▶ LISTED ENTRIES
■ ■ ■ ■

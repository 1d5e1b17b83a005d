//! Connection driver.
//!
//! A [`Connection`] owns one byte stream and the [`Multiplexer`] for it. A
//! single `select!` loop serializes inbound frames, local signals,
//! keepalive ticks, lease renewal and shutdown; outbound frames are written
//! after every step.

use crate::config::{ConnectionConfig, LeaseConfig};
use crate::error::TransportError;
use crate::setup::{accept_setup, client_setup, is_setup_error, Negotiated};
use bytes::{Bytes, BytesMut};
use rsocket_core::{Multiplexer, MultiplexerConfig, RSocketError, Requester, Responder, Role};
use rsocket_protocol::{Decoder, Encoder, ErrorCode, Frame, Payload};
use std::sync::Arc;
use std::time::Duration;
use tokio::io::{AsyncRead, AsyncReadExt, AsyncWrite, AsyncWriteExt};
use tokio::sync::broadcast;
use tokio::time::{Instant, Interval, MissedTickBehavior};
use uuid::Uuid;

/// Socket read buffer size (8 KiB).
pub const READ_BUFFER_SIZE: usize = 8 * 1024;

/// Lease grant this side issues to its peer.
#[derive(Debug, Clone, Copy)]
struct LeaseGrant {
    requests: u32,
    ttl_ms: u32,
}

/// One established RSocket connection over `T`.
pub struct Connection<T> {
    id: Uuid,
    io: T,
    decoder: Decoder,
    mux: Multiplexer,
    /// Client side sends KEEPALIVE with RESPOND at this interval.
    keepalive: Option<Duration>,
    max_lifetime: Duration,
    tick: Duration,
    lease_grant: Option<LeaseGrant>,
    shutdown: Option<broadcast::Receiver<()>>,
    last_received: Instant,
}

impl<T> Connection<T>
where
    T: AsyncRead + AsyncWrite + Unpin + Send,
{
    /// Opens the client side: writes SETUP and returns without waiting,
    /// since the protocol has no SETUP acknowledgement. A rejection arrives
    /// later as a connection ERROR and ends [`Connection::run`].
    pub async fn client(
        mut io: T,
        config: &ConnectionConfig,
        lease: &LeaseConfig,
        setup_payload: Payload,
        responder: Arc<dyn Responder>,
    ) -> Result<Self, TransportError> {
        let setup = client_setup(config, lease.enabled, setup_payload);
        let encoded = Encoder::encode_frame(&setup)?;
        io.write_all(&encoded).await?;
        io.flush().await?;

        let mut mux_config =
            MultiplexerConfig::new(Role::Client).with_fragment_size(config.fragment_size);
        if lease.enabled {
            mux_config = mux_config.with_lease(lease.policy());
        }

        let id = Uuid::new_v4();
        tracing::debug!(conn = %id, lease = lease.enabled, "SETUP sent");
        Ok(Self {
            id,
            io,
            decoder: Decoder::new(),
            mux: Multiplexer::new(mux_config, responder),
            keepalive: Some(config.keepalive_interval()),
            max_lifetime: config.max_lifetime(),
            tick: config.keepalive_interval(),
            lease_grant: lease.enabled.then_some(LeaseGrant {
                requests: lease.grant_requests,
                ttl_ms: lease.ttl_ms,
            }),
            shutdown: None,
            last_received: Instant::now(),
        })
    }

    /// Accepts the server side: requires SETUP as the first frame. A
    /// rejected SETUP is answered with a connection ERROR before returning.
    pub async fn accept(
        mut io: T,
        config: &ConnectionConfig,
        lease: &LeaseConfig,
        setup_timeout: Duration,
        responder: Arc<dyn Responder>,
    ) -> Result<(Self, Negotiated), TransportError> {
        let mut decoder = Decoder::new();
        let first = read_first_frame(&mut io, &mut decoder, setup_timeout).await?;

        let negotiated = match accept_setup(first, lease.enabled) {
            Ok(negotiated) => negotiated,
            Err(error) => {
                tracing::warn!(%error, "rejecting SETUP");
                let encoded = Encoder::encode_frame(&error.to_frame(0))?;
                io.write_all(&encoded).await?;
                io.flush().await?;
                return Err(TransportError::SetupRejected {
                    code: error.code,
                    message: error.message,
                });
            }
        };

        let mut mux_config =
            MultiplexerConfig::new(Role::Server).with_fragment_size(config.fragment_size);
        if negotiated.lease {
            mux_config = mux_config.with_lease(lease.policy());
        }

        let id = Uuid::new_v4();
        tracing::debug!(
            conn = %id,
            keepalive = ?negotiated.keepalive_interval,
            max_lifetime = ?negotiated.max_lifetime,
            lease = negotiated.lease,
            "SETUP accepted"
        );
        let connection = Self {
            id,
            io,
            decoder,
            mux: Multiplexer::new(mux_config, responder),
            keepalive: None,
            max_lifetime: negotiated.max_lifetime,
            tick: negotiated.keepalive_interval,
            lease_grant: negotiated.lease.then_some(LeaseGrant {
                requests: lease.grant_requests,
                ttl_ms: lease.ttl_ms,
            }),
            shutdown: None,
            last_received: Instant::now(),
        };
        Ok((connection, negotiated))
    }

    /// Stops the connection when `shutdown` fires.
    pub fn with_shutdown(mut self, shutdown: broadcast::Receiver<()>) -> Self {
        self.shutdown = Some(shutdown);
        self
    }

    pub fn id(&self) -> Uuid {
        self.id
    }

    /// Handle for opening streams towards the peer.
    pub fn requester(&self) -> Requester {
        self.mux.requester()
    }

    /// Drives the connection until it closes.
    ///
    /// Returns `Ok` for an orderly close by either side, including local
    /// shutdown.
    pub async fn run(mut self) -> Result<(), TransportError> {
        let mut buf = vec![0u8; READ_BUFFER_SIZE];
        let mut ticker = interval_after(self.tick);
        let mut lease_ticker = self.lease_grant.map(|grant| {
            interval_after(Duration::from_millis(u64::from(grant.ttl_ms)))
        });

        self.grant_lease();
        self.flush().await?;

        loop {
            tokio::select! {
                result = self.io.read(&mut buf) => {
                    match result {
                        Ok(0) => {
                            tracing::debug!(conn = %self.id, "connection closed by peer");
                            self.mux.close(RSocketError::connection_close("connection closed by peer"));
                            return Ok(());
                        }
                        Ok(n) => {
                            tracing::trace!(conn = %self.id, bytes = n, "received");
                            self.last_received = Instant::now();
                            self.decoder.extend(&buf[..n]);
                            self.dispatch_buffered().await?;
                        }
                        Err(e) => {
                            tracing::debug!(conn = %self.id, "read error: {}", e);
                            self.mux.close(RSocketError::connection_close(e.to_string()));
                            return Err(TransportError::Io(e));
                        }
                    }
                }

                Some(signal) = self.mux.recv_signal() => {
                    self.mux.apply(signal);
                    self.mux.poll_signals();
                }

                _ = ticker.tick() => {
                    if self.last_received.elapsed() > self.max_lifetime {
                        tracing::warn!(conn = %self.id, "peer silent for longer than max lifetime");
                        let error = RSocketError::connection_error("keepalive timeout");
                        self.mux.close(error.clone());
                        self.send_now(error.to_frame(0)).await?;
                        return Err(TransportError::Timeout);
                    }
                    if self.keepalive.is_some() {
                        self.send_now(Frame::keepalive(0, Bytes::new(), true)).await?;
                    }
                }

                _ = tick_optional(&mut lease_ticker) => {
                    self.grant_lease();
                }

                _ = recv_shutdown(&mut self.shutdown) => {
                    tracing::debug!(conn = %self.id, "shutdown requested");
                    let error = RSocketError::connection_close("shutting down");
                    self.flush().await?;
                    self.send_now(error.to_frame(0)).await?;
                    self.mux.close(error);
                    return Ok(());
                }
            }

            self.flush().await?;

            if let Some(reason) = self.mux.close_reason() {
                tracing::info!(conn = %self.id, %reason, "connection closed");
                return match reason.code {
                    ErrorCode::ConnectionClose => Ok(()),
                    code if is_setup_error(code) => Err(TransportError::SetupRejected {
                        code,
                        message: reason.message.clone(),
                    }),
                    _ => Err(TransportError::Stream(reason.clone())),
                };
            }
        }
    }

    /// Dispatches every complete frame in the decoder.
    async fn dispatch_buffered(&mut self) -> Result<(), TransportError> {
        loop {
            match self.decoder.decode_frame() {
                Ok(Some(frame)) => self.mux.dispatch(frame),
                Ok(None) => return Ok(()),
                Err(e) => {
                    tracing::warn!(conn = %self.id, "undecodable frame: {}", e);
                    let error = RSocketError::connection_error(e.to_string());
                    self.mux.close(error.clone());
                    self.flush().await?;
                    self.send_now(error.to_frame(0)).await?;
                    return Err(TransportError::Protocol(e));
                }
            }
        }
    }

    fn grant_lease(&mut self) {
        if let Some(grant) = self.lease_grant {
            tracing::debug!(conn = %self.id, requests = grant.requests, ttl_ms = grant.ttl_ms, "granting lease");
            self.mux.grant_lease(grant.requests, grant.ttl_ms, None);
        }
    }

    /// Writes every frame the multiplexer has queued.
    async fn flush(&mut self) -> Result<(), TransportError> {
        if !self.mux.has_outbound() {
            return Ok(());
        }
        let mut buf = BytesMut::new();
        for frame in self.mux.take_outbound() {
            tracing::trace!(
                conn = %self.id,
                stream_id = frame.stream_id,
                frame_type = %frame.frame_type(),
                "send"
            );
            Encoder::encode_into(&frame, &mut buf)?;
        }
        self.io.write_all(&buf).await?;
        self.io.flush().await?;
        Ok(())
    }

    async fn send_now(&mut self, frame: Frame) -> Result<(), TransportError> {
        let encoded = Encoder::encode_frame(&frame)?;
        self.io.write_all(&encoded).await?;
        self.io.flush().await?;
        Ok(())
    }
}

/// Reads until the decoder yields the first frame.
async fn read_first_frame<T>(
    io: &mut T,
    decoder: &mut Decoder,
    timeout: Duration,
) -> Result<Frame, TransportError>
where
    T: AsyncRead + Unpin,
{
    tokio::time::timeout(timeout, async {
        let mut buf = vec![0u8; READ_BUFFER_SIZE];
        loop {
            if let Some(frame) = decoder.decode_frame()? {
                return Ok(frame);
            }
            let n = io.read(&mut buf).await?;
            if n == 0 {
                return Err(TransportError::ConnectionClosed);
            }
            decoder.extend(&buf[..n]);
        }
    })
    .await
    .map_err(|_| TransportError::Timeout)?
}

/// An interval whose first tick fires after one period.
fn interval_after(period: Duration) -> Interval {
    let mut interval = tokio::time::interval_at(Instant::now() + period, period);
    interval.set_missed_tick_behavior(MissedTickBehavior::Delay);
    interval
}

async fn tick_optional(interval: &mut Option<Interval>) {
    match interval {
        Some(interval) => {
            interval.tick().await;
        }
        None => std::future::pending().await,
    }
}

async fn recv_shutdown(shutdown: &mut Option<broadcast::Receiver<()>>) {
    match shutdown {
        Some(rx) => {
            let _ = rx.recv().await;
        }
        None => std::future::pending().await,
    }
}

■ ■ ■ ■

▶ ASSIGNED TASK
Please reproduce exactly the lines above, beginning with the first and ending with the line that contains "use std::time::Duration;", and include nothing outside that range.

▶ ANSWER
repository 1d5e1b17b83a005d
//! Connection driver.
//!
//! A [`Connection`] owns one byte stream and the [`Multiplexer`] for it. A
//! single `select!` loop serializes inbound frames, local signals,
//! keepalive ticks, lease renewal and shutdown; outbound frames are written
//! after every step.

use crate::config::{ConnectionConfig, LeaseConfig};
use crate::error::TransportError;
use crate::setup::{accept_setup, client_setup, is_setup_error, Negotiated};
use bytes::{Bytes, BytesMut};
use rsocket_core::{Multiplexer, MultiplexerConfig, RSocketError, Requester, Responder, Role};
use rsocket_protocol::{Decoder, Encoder, ErrorCode, Frame, Payload};
use std::sync::Arc;
use std::time::Duration;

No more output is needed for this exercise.